The Fiji regime scotches claims it's stalling on key election preparations
The Fiji regime says everything is on track for elections by the end of September next year but critics say its stalling to enhance chances of remaining in power.
The Fiji regime says everything is on track for elections by the end of September next year and an independent Electoral Commission will be in place in a matter of weeks. But its critics say the Bainimarama government is stalling on crucial elections' machinery and jeapardising the chance of free and fair polls.
Sally Round reports:
Commonwealth Heads of Government have urged Fiji to rapidly set up an independent electoral commission to oversee the elections due by the end of September next year. The leader of the Fiji Labour Party and a former Prime Minister, Mahendra Chaudhry, says he's never seen Fiji so ill-prepared for an election.
MAHENDRA CHAUDHRY: We don't have an Electoral Commission. We don't have a supervisor of elections. So much more could be done. We don't even have electoral legislation in place at the moment. So all this lack of preparation points to doubts in the minds of the people whether we are going to have elections as scheduled for September next year.
The Sodelpa Party's Pio Tabaiwalu says with a whole new voting system ahead, time is particularly short. He feels the regime is stalling because Commodore Frank Bainimarama wants to leave his run for election as late as possible. The regime leader announced earlier this year he would stand for election and probably win.
PIO TABAIWALU: I mean it's to their advantage to be in government right up to the eve of the election so that they can of course utilise government machinery, government funds, government media, government PR, public relations for their political aims. And I think they should declare early, form a party and get out of government.
But the Attorney-General Aiyaz Sayed-Khaiyum says overseas electoral experts have submitted their reports, applications have closed for the position of Supervisor of Elections and the Electoral Commission will be announced in a matter of weeks. He has also scotched claims delaying tactics are being used to retain control in the run up to the polls.
AIYAZ SAYED-KHAIYUM: We want to have transparent credible elections which obviously requires making sure all the ducks are lined up, all the T's are crossed and I's are dotted which means perhaps spending a bit more time in respect of the nuts and bolts of running the elections office.

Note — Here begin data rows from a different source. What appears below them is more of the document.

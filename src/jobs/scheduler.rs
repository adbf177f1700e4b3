//! In-process scheduler for the `run` daemon
//!
//! Fires the resets at local midnight (daily), local Monday midnight
//! (weekly) and local midnight on the 1st (monthly), and refreshes the
//! leaderboards on a fixed interval. Job bodies run on the blocking pool;
//! a failed job is logged and the loop keeps going.

use std::future::Future;
use std::time::Duration;

use anyhow::Result;
use chrono::{DateTime, FixedOffset, Utc};
use tokio::task::{JoinError, JoinSet};

use super::{JobKind, JobReport, JobRunner};
use crate::config::SchedulerSettings;
use crate::time_window::{next_day_start, next_month_start, next_week_start};

/// Upper bound on one sleep, so clock jumps are noticed
const MAX_SLEEP: Duration = Duration::from_secs(300);

/// Next fire time of every enabled trigger
#[derive(Debug, Clone, PartialEq, Eq)]
pub struct Triggers {
    daily: Option<DateTime<Utc>>,
    weekly: Option<DateTime<Utc>>,
    monthly: Option<DateTime<Utc>>,
    leaderboard: DateTime<Utc>,
    interval: chrono::Duration,
    offset: FixedOffset,
}

impl Triggers {
    pub fn new(settings: &SchedulerSettings, now: DateTime<Utc>, offset: FixedOffset) -> Self {
        let interval = chrono::Duration::seconds(
            i64::try_from(settings.leaderboard_interval_secs.max(1)).unwrap_or(i64::MAX / 1000),
        );
        Self {
            daily: settings.daily_reset.then(|| next_day_start(now, offset)),
            weekly: settings.weekly_reset.then(|| next_week_start(now, offset)),
            monthly: settings.monthly_reset.then(|| next_month_start(now, offset)),
            leaderboard: if settings.refresh_on_start {
                now
            } else {
                now + interval
            },
            interval,
            offset,
        }
    }

    /// Jobs due at `now`; their next fire times move past `now`
    pub fn take_due(&mut self, now: DateTime<Utc>) -> Vec<JobKind> {
        let mut due = Vec::new();
        if self.daily.is_some_and(|at| at <= now) {
            due.push(JobKind::DailyReset);
            self.daily = Some(next_day_start(now, self.offset));
        }
        if self.weekly.is_some_and(|at| at <= now) {
            due.push(JobKind::WeeklyReset);
            self.weekly = Some(next_week_start(now, self.offset));
        }
        if self.monthly.is_some_and(|at| at <= now) {
            due.push(JobKind::MonthlyReset);
            self.monthly = Some(next_month_start(now, self.offset));
        }
        if self.leaderboard <= now {
            due.push(JobKind::LeaderboardRefresh);
            self.leaderboard = now + self.interval;
        }
        due
    }

    /// Earliest upcoming fire time
    pub fn next_wake(&self) -> DateTime<Utc> {
        [self.daily, self.weekly, self.monthly]
            .into_iter()
            .flatten()
            .fold(self.leaderboard, |earliest, at| earliest.min(at))
    }
}

pub struct Scheduler {
    runner: JobRunner,
    settings: SchedulerSettings,
}

impl Scheduler {
    pub fn new(runner: JobRunner, settings: SchedulerSettings) -> Self {
        Self { runner, settings }
    }

    /// Run until `shutdown` resolves, then wait for in-flight jobs
    pub async fn run(self, shutdown: impl Future<Output = ()>) -> Result<()> {
        tokio::pin!(shutdown);

        let offset = self.runner.offset();
        let mut triggers = Triggers::new(&self.settings, self.runner.clock().now(), offset);
        let mut jobs: JoinSet<(JobKind, Result<JobReport>)> = JoinSet::new();
        tracing::info!(
            "Scheduler started (UTC offset {}, leaderboard every {}s)",
            offset,
            self.settings.leaderboard_interval_secs
        );

        loop {
            for kind in triggers.take_due(self.runner.clock().now()) {
                let runner = self.runner.clone();
                jobs.spawn_blocking(move || (kind, runner.run(kind)));
            }

            let now = self.runner.clock().now();
            let sleep_for = (triggers.next_wake() - now)
                .to_std()
                .unwrap_or_default()
                .min(MAX_SLEEP);

            tokio::select! {
                _ = tokio::time::sleep(sleep_for) => {}
                Some(done) = jobs.join_next(), if !jobs.is_empty() => log_job(done),
                _ = &mut shutdown => break,
            }
        }

        tracing::info!("Scheduler stopping, waiting for {} jobs", jobs.len());
        while let Some(done) = jobs.join_next().await {
            log_job(done);
        }
        Ok(())
    }
}

fn log_job(done: Result<(JobKind, Result<JobReport>), JoinError>) {
    match done {
        Ok((kind, Ok(JobReport::Skipped))) => tracing::debug!("{} skipped", kind),
        Ok((kind, Ok(report))) => tracing::info!("{} finished: {:?}", kind, report),
        Ok((kind, Err(e))) => tracing::error!("{} failed: {:#}", kind, e),
        Err(e) => tracing::error!("Job task panicked: {}", e),
    }
}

Mr Sayed-Khaiyum says potential candidates have been identified but the government is still on the lookout for good, credible and independent people for the seven member Electoral Commission.

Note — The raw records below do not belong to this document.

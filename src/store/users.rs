//! User rows

use chrono::{DateTime, Utc};
use rusqlite::{Connection, OptionalExtension, Row, params};

use super::{enum_col, from_ms, to_ms, u32_col, uuid_col};
use crate::error::{EngineError, Result};
use crate::gamification::streaks::StreakInfo;
use crate::models::{AccountKind, NewUser, User, UserId};
use crate::time_window::{day_bucket, parse_day_bucket};

const USER_COLUMNS: &str = "id, display_name, account_kind, total_xp, level, monthly_xp, \
     current_streak, longest_streak, last_activity_day, active, created_at";

fn map_user(row: &Row<'_>) -> rusqlite::Result<User> {
    let last_day: Option<String> = row.get(8)?;
    Ok(User {
        id: uuid_col(row, 0)?,
        display_name: row.get(1)?,
        account_kind: enum_col(row, 2, AccountKind::from_db)?,
        total_xp: row.get(3)?,
        level: u32_col(row, 4)?,
        monthly_xp: row.get(5)?,
        current_streak: u32_col(row, 6)?,
        longest_streak: u32_col(row, 7)?,
        last_activity_date: last_day.as_deref().and_then(parse_day_bucket),
        active: row.get(9)?,
        created_at: from_ms(row.get(10)?),
    })
}

/// Register a user with zeroed aggregates
pub fn insert(conn: &Connection, new_user: &NewUser, now: DateTime<Utc>) -> Result<User> {
    conn.execute(
        "INSERT INTO users (id, display_name, account_kind, created_at) VALUES (?1, ?2, ?3, ?4)",
        params![
            new_user.id.to_string(),
            new_user.display_name,
            new_user.account_kind.as_str(),
            to_ms(now),
        ],
    )?;
    require(conn, new_user.id)
}

pub fn get(conn: &Connection, id: UserId) -> Result<Option<User>> {
    let user = conn
        .query_row(
            &format!("SELECT {USER_COLUMNS} FROM users WHERE id = ?1"),
            [id.to_string()],
            map_user,
        )
        .optional()?;
    Ok(user)
}

/// Load a user or fail with [`EngineError::UnknownUser`]
pub fn require(conn: &Connection, id: UserId) -> Result<User> {
    get(conn, id)?.ok_or(EngineError::UnknownUser(id))
}

pub fn list(conn: &Connection) -> Result<Vec<User>> {
    let mut stmt = conn.prepare(&format!(
        "SELECT {USER_COLUMNS} FROM users ORDER BY created_at ASC, id ASC"
    ))?;
    let users = stmt
        .query_map([], map_user)?
        .collect::<rusqlite::Result<Vec<_>>>()?;
    Ok(users)
}

/// Soft (de)activation; users are never deleted
pub fn set_active(conn: &Connection, id: UserId, active: bool) -> Result<()> {
    let updated = conn.execute(
        "UPDATE users SET active = ?1 WHERE id = ?2",
        params![active, id.to_string()],
    )?;
    if updated == 0 {
        return Err(EngineError::UnknownUser(id));
    }
    Ok(())
}

/// Write the aggregates computed by an XP grant
pub fn apply_xp(
    conn: &Connection,
    id: UserId,
    total_xp: i64,
    monthly_xp: i64,
    level: u32,
    streak: &StreakInfo,
) -> Result<()> {
    conn.execute(
        "UPDATE users SET total_xp = ?1, monthly_xp = ?2, level = ?3, current_streak = ?4, \
         longest_streak = ?5, last_activity_day = ?6 WHERE id = ?7",
        params![
            total_xp,
            monthly_xp,
            level,
            streak.current,
            streak.longest,
            streak.last_activity_day.map(day_bucket),
            id.to_string(),
        ],
    )?;
    Ok(())
}

/// Zero every non-zero monthly XP counter; returns rows changed
pub fn reset_monthly_xp(conn: &Connection) -> Result<usize> {
    Ok(conn.execute("UPDATE users SET monthly_xp = 0 WHERE monthly_xp <> 0", [])?)
}

#[cfg(test)]
mod tests {
    use super::*;
    use crate::store::GameDb;

    #[test]
    fn test_insert_and_fetch() {
        let db = GameDb::open_in_memory().unwrap();
        let conn = db.conn();
        let new_user = NewUser::with_kind("Bruna", AccountKind::Employee);
        let user = insert(&conn, &new_user, Utc::now()).unwrap();
        assert_eq!(user.id, new_user.id);
        assert_eq!(user.level, 1);
        assert_eq!(user.total_xp, 0);
        assert_eq!(user.account_kind, AccountKind::Employee);
        assert!(user.active);
        assert!(user.last_activity_date.is_none());

        set_active(&conn, user.id, false).unwrap();
        assert!(!require(&conn, user.id).unwrap().active);
    }

    #[test]
    fn test_unknown_user() {
        let db = GameDb::open_in_memory().unwrap();
        let conn = db.conn();
        let id = uuid::Uuid::new_v4();
        assert!(matches!(require(&conn, id), Err(EngineError::UnknownUser(u)) if u == id));
        assert!(matches!(set_active(&conn, id, false), Err(EngineError::UnknownUser(_))));
    }
}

AIYAZ SAYED-KHAIYUM: We've approached a few people and some were initially hesitant to join up because of travel bans but we do have letters from the Australian and New Zealand governments confirming that travel bans won't apply to people who are appointed as commissioners. Some people are still hesitant and do not necessarily want to take that risk.
Paul Buchanan of the political risk consultancy 36th Parallel Assessments says the clock starts ticking if the regime can't get key machinery like the Commission up and running by the end of January. But he says a six-month run-up to the polls is enough for them to be seen as legitimate, as long as there is good faith on the part of the regime and its opposition. Dr Buchanan suggests a couple more reasons why a commission has not been set up before now.

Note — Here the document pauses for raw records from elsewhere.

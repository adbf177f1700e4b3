//! Badge definitions and grants

use chrono::{DateTime, Utc};
use serde::{Deserialize, Serialize};

use super::activity::ActivityMetric;
use super::user::UserId;

#[derive(Debug, Clone, Copy, PartialEq, Eq, Hash, Serialize, Deserialize)]
#[serde(rename_all = "lowercase")]
pub enum BadgeCategory {
    Reviews,
    Photos,
    CheckIns,
    Social,
    Exploration,
    Progression,
    Missions,
}

impl BadgeCategory {
    pub fn as_str(&self) -> &'static str {
        match self {
            Self::Reviews => "reviews",
            Self::Photos => "photos",
            Self::CheckIns => "checkins",
            Self::Social => "social",
            Self::Exploration => "exploration",
            Self::Progression => "progression",
            Self::Missions => "missions",
        }
    }

    pub fn from_db(s: &str) -> Option<Self> {
        match s {
            "reviews" => Some(Self::Reviews),
            "photos" => Some(Self::Photos),
            "checkins" => Some(Self::CheckIns),
            "social" => Some(Self::Social),
            "exploration" => Some(Self::Exploration),
            "progression" => Some(Self::Progression),
            "missions" => Some(Self::Missions),
            _ => None,
        }
    }
}

#[derive(Debug, Clone, Copy, PartialEq, Eq, PartialOrd, Ord, Hash, Serialize, Deserialize)]
#[serde(rename_all = "lowercase")]
pub enum BadgeRarity {
    Common,
    Uncommon,
    Rare,
    Epic,
    Legendary,
}

impl BadgeRarity {
    pub fn as_str(&self) -> &'static str {
        match self {
            Self::Common => "common",
            Self::Uncommon => "uncommon",
            Self::Rare => "rare",
            Self::Epic => "epic",
            Self::Legendary => "legendary",
        }
    }

    pub fn from_db(s: &str) -> Option<Self> {
        match s {
            "common" => Some(Self::Common),
            "uncommon" => Some(Self::Uncommon),
            "rare" => Some(Self::Rare),
            "epic" => Some(Self::Epic),
            "legendary" => Some(Self::Legendary),
            _ => None,
        }
    }
}

/// Unlock condition: `metric` must reach `threshold`
#[derive(Debug, Clone, Copy, PartialEq, Eq, Serialize, Deserialize)]
pub struct BadgeRequirement {
    pub metric: ActivityMetric,
    pub threshold: u32,
}

/// Reference data for a badge
#[derive(Debug, Clone, PartialEq, Serialize, Deserialize)]
pub struct Badge {
    pub id: String,
    pub name: String,
    pub description: String,
    pub category: BadgeCategory,
    pub rarity: BadgeRarity,
    /// `None` for badges only granted as mission rewards
    pub requirement: Option<BadgeRequirement>,
    pub active: bool,
    pub hidden: bool,
}

/// A badge earned by a user
#[derive(Debug, Clone, PartialEq, Serialize, Deserialize)]
pub struct UserBadge {
    pub user_id: UserId,
    pub badge_id: String,
    pub earned_at: DateTime<Utc>,
}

PAUL BUCHANAN: There are many who are reluctant to be part of what they consider to be a rubber stamping exercise that will result in the election of Commodore Bainimarama as the first supposedly democratic civilian president on the other hand the regime may be delaying in order to find people who will see the correctness of their views if you will.
The Attorney General says none of the international experts who've been working on electoral arrangements have expressed any concern about the time frame. But the Labour and Sodelpa parties want to see international pressure to see things speeded up and a hands-off approach as elections draw near.